The National Agency for Food and Drug Administration and Control (NAFDAC) has issued a public alert regarding the circulation of a falsified anti-malarial medication, ‘Cikatem’ suspension, discovered in Kano State.

The counterfeit drug, identified as Cikatem (Artemether 180mg/Lumefantrine 1080mg) suspension, was uncovered at the Coordinated Wholesale Centre (CWC) in Kano following a consumer complaint. NAFDAC’s Post-Marketing Surveillance (PMS) officers conducted an investigation that led to this discovery. The falsified product bore the NAFDAC Registration Number A11-100025, which is officially assigned to Cikatem Tablet 20/120mg, not the suspension formulation, indicating a clear discrepancy.

In response, NAFDAC has seized over 17,280 bottles of the counterfeit Cikatem suspension from the manufacturing facility, with plans for their destruction to prevent further distribution.
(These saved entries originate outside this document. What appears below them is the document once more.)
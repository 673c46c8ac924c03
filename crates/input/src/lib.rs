//! Terminal input module (engine-facing).
//!
//! This module is intentionally independent of any UI framework. It maps
//! `crossterm` key events into [`crate::types::GameAction`]. The core never
//! sees raw key codes.

pub mod map;

pub use tui_2048_types as types;

pub use map::{handle_key_event, should_quit};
The agency has intensified surveillance efforts to identify and remove any remaining falsified products from the market.

Counterfeit medications pose significant health risks, as they often fail to effectively treat diseases, potentially leading to severe health consequences or death. The use of ineffective anti-malarial drugs can result in treatment failure and contribute to the development of drug-resistant strains of malaria. citeturn0search0

Product Details:

– Product Name: Cikatem Suspension (Artemether 180mg/Lumefantrine 1080mg)

– Batch Number: ALS063

– Manufacturing Date: October 2024

– Expiry Date: September 2027

– NAFDAC Registration Number: NRN A11-100025

– Manufacturer: Michelle Laboratories.

– Manufacturer Address: Plot 23, Block 2, Thinkers Corner Industrial Layout, P.O. Box 2709, Enugu, Nigeria.
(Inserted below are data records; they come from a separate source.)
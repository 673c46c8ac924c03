//! Difficulty selection menu.
//!
//! Pure state + rendering; the main loop feeds it key events and reads
//! back the chosen difficulty.

use crate::fb::{CellStyle, FrameBuffer, Rgb};
use crate::game_view::Viewport;
use crate::types::Difficulty;

const BACKGROUND: Rgb = Rgb::new(250, 248, 239);
const TEXT_LIGHT: Rgb = Rgb::new(119, 110, 101);
const TEXT_DARK: Rgb = Rgb::new(249, 246, 242);

struct MenuOption {
    difficulty: Difficulty,
    label: &'static str,
    description: &'static str,
    tagline: &'static str,
    accent: Rgb,
}

const OPTIONS: [MenuOption; 3] = [
    MenuOption {
        difficulty: Difficulty::Easy,
        label: "EASY",
        description: "AI helps you with favorable spawns",
        tagline: "Good for learning!",
        accent: Rgb::new(46, 204, 113),
    },
    MenuOption {
        difficulty: Difficulty::Medium,
        label: "MEDIUM",
        description: "Random spawns (classic mode)",
        tagline: "The original experience",
        accent: Rgb::new(52, 152, 219),
    },
    MenuOption {
        difficulty: Difficulty::Hard,
        label: "HARD",
        description: "AI hinders you with bad spawns",
        tagline: "For experienced players",
        accent: Rgb::new(231, 76, 60),
    },
];

/// Cursor state for the difficulty menu.
#[derive(Debug, Clone, Copy, PartialEq, Eq)]
pub struct MenuState {
    selected: usize,
}

impl Default for MenuState {
    fn default() -> Self {
        // Medium is the classic mode, so it is the default cursor position.
        Self { selected: 1 }
    }
}

impl MenuState {
    pub fn new() -> Self {
        Self::default()
    }

    pub fn selected(&self) -> Difficulty {
        OPTIONS[self.selected].difficulty
    }

    pub fn move_up(&mut self) {
        self.selected = (self.selected + OPTIONS.len() - 1) % OPTIONS.len();
    }

    pub fn move_down(&mut self) {
        self.selected = (self.selected + 1) % OPTIONS.len();
    }

    /// Jump directly to an option, as the 1/2/3 shortcut keys do.
    pub fn jump_to(&mut self, index: usize) {
        if index < OPTIONS.len() {
            self.selected = index;
        }
    }

    /// Render the menu into a framebuffer.
    pub fn render(&self, viewport: Viewport, high_score: u32) -> FrameBuffer {
        let mut fb = FrameBuffer::new(viewport.width, viewport.height);
        fb.clear(CellStyle::new(TEXT_LIGHT, BACKGROUND).into_cell(' '));

        let width = viewport.width;
        let mut y = viewport.height.saturating_sub(14) / 2;

        fb.put_str_centered(
            0,
            y,
            width,
            " 2 0 4 8 ",
            CellStyle::new(TEXT_DARK, Rgb::new(237, 194, 46)).bold(),
        );
        y = y.saturating_add(2);
        fb.put_str_centered(
            0,
            y,
            width,
            "select difficulty",
            CellStyle::new(TEXT_LIGHT, BACKGROUND),
        );
        y = y.saturating_add(2);

        for (index, option) in OPTIONS.iter().enumerate() {
            let selected = index == self.selected;
            let label_style = if selected {
                CellStyle::new(TEXT_DARK, option.accent).bold()
            } else {
                CellStyle::new(option.accent, BACKGROUND)
            };
            let marker = if selected { "> " } else { "  " };
            let line = format!(
                "{}{}. {:<8}{}",
                marker,
                index + 1,
                option.label,
                option.description
            );
            fb.put_str_centered(0, y, width, &line, label_style);
            if selected {
                fb.put_str_centered(
                    0,
                    y + 1,
                    width,
                    option.tagline,
                    CellStyle::new(TEXT_LIGHT, BACKGROUND),
                );
            }
            y = y.saturating_add(3);
        }

        if high_score > 0 {
            fb.put_str_centered(
                0,
                y,
                width,
                &format!("best: {high_score}"),
                CellStyle::new(TEXT_LIGHT, BACKGROUND).bold(),
            );
            y = y.saturating_add(2);
        }

        fb.put_str_centered(
            0,
            y,
            width,
            "up/down select · enter play · q quit",
            CellStyle::new(TEXT_LIGHT, BACKGROUND),
        );

        fb
    }
}

#[cfg(test)]
mod tests {
    use super::*;

    fn full_text(fb: &FrameBuffer) -> String {
        (0..fb.height())
            .map(|y| fb.row_text(y))
            .collect::<Vec<_>>()
            .join("\n")
    }

    #[test]
    fn test_defaults_to_medium() {
        assert_eq!(MenuState::new().selected(), Difficulty::Medium);
    }

    #[test]
    fn test_cursor_wraps_both_ways() {
        let mut menu = MenuState::new();
        menu.move_down();
        assert_eq!(menu.selected(), Difficulty::Hard);
        menu.move_down();
        assert_eq!(menu.selected(), Difficulty::Easy);
        menu.move_up();
        assert_eq!(menu.selected(), Difficulty::Hard);
    }

    #[test]
    fn test_jump_to_shortcut() {
        let mut menu = MenuState::new();
        menu.jump_to(0);
        assert_eq!(menu.selected(), Difficulty::Easy);
        menu.jump_to(2);
        assert_eq!(menu.selected(), Difficulty::Hard);
        // Out-of-range jumps are ignored.
        menu.jump_to(9);
        assert_eq!(menu.selected(), Difficulty::Hard);
    }

    #[test]
    fn test_render_lists_all_options() {
        let fb = MenuState::new().render(Viewport::new(80, 24), 0);
        let text = full_text(&fb);
        assert!(text.contains("EASY"));
        assert!(text.contains("MEDIUM"));
        assert!(text.contains("HARD"));
        assert!(text.contains("classic mode"));
    }

    #[test]
    fn test_render_marks_selection_and_best() {
        let mut menu = MenuState::new();
        menu.move_down();
        let fb = menu.render(Viewport::new(80, 24), 512);
        let text = full_text(&fb);
        assert!(text.contains("> 3. HARD"));
        assert!(text.contains("For experienced players"));
        assert!(text.contains("best: 512"));
    }
}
NAFDAC advises distributors, retailers, healthcare professionals, and caregivers to exercise caution and vigilance within the supply chain to prevent the distribution and use of counterfeit products. All medical products should be obtained from authorised and licensed suppliers, with careful inspection of their authenticity and physical condition.
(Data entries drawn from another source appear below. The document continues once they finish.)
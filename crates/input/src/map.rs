//! Key mapping from terminal events to game actions.

use crate::types::{Direction, GameAction};
use crossterm::event::{KeyCode, KeyEvent, KeyModifiers};

/// Map keyboard input to game actions.
///
/// Debouncing and repeat suppression are the event loop's job; this is a
/// pure mapping.
pub fn handle_key_event(key: KeyEvent) -> Option<GameAction> {
    match key.code {
        // Movement: arrows, WASD, and vi keys
        KeyCode::Up | KeyCode::Char('w') | KeyCode::Char('W') | KeyCode::Char('k') | KeyCode::Char('K') => {
            Some(GameAction::Move(Direction::Up))
        }
        KeyCode::Down | KeyCode::Char('s') | KeyCode::Char('S') | KeyCode::Char('j') | KeyCode::Char('J') => {
            Some(GameAction::Move(Direction::Down))
        }
        KeyCode::Left | KeyCode::Char('a') | KeyCode::Char('A') | KeyCode::Char('h') | KeyCode::Char('H') => {
            Some(GameAction::Move(Direction::Left))
        }
        KeyCode::Right | KeyCode::Char('d') | KeyCode::Char('D') | KeyCode::Char('l') | KeyCode::Char('L') => {
            Some(GameAction::Move(Direction::Right))
        }

        // Keep playing after the win banner
        KeyCode::Char(' ') => Some(GameAction::Continue),

        // Restart
        KeyCode::Char('r') | KeyCode::Char('R') => Some(GameAction::Restart),

        _ => None,
    }
}

/// Check if key should quit the game.
pub fn should_quit(key: KeyEvent) -> bool {
    matches!(key.code, KeyCode::Char('q') | KeyCode::Char('Q') | KeyCode::Esc)
        || (key.code == KeyCode::Char('c') && key.modifiers.contains(KeyModifiers::CONTROL))
}

#[cfg(test)]
mod tests {
    use super::*;
    use crossterm::event::{KeyCode, KeyEvent, KeyModifiers};

    #[test]
    fn test_movement_keys() {
        assert_eq!(
            handle_key_event(KeyEvent::from(KeyCode::Up)),
            Some(GameAction::Move(Direction::Up))
        );
        assert_eq!(
            handle_key_event(KeyEvent::from(KeyCode::Down)),
            Some(GameAction::Move(Direction::Down))
        );
        assert_eq!(
            handle_key_event(KeyEvent::from(KeyCode::Left)),
            Some(GameAction::Move(Direction::Left))
        );
        assert_eq!(
            handle_key_event(KeyEvent::from(KeyCode::Right)),
            Some(GameAction::Move(Direction::Right))
        );

        assert_eq!(
            handle_key_event(KeyEvent::from(KeyCode::Char('W'))),
            Some(GameAction::Move(Direction::Up))
        );
        assert_eq!(
            handle_key_event(KeyEvent::from(KeyCode::Char('h'))),
            Some(GameAction::Move(Direction::Left))
        );
        assert_eq!(
            handle_key_event(KeyEvent::from(KeyCode::Char('l'))),
            Some(GameAction::Move(Direction::Right))
        );
    }

    #[test]
    fn test_action_keys() {
        assert_eq!(
            handle_key_event(KeyEvent::from(KeyCode::Char(' '))),
            Some(GameAction::Continue)
        );
        assert_eq!(
            handle_key_event(KeyEvent::from(KeyCode::Char('r'))),
            Some(GameAction::Restart)
        );
        assert_eq!(handle_key_event(KeyEvent::from(KeyCode::Char('x'))), None);
    }

    #[test]
    fn test_quit_keys() {
        assert!(should_quit(KeyEvent::from(KeyCode::Char('q'))));
        assert!(should_quit(KeyEvent::from(KeyCode::Esc)));
        assert!(should_quit(KeyEvent::new(
            KeyCode::Char('c'),
            KeyModifiers::CONTROL
        )));
        assert!(!should_quit(KeyEvent::from(KeyCode::Char('w'))));
    }
}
Consumers and healthcare providers are encouraged to report any suspicion of the sale of substandard or falsified medicines to the nearest NAFDAC office or contact NAFDAC via phone at 0800-162-3322 or email at sf.alert@nafdac.gov.ng. Adverse events or side effects related to the use of medicinal products can also be reported through the Med-Safety application, available for download on Android and iOS platforms, or via email at pharmacovigilance@nafdac.gov.ng.

NAFDAC remains committed to safeguarding public health by ensuring the safety, quality, and efficacy of medicines available in Nigeria.